Problem details
Filter the records for lines holding the string "RETURNING".

Dataset excerpts
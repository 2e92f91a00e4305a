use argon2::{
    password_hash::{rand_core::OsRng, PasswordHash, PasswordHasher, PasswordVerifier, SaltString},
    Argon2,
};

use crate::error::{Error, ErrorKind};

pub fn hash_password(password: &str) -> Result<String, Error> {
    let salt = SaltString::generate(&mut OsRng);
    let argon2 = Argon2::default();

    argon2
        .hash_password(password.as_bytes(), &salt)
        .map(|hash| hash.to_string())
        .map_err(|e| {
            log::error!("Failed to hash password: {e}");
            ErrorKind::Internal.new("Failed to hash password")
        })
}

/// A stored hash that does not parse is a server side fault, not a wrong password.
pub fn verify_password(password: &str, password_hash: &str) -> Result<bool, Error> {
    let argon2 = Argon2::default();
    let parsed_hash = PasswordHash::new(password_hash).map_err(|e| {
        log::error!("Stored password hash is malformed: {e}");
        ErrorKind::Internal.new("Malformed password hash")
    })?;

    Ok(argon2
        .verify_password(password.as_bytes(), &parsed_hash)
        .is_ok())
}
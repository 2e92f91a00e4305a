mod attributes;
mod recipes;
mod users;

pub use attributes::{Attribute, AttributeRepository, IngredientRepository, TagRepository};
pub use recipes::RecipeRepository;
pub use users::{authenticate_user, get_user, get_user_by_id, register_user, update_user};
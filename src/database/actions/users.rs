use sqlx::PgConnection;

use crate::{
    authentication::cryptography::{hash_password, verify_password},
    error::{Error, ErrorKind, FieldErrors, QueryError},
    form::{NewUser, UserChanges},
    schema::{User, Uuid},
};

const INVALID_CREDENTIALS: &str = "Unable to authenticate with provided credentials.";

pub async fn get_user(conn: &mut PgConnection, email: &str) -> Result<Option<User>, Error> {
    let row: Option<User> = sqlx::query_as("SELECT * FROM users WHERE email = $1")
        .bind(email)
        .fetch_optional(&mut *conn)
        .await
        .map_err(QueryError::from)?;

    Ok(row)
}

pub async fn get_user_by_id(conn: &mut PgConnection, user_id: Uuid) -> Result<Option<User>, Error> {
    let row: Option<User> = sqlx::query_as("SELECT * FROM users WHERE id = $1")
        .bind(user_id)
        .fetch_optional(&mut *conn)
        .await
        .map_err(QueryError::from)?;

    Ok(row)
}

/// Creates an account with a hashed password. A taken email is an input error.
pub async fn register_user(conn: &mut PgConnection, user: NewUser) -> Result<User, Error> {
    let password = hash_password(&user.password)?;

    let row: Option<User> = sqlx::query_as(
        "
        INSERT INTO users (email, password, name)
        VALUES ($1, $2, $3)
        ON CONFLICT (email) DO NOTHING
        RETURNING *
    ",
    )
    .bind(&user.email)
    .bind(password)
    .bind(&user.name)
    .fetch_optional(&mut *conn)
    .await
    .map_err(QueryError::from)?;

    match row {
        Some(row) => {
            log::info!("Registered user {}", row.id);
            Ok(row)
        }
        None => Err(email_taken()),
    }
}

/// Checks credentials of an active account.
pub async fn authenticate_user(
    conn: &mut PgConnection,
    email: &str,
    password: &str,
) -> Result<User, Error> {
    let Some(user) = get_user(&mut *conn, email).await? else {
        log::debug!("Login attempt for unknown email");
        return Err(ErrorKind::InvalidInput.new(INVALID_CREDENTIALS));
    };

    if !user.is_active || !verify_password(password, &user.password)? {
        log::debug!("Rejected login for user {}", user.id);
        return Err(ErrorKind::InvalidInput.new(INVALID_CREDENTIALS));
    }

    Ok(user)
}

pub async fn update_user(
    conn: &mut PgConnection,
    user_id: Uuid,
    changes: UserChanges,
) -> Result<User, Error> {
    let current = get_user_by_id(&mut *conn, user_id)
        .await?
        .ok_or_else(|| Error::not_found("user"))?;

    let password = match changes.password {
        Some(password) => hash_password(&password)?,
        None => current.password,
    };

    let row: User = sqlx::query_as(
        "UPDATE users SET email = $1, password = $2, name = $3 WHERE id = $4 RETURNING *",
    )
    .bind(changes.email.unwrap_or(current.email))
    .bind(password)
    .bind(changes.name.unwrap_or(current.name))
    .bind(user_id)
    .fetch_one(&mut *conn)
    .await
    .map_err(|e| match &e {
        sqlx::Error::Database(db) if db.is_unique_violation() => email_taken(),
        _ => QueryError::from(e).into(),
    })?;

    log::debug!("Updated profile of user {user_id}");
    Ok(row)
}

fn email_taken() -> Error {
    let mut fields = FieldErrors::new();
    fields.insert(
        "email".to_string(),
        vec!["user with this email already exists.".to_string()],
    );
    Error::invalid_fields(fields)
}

Your response
        RETURNING *
        "UPDATE users SET email = $1, password = $2, name = $3 WHERE id = $4 RETURNING *",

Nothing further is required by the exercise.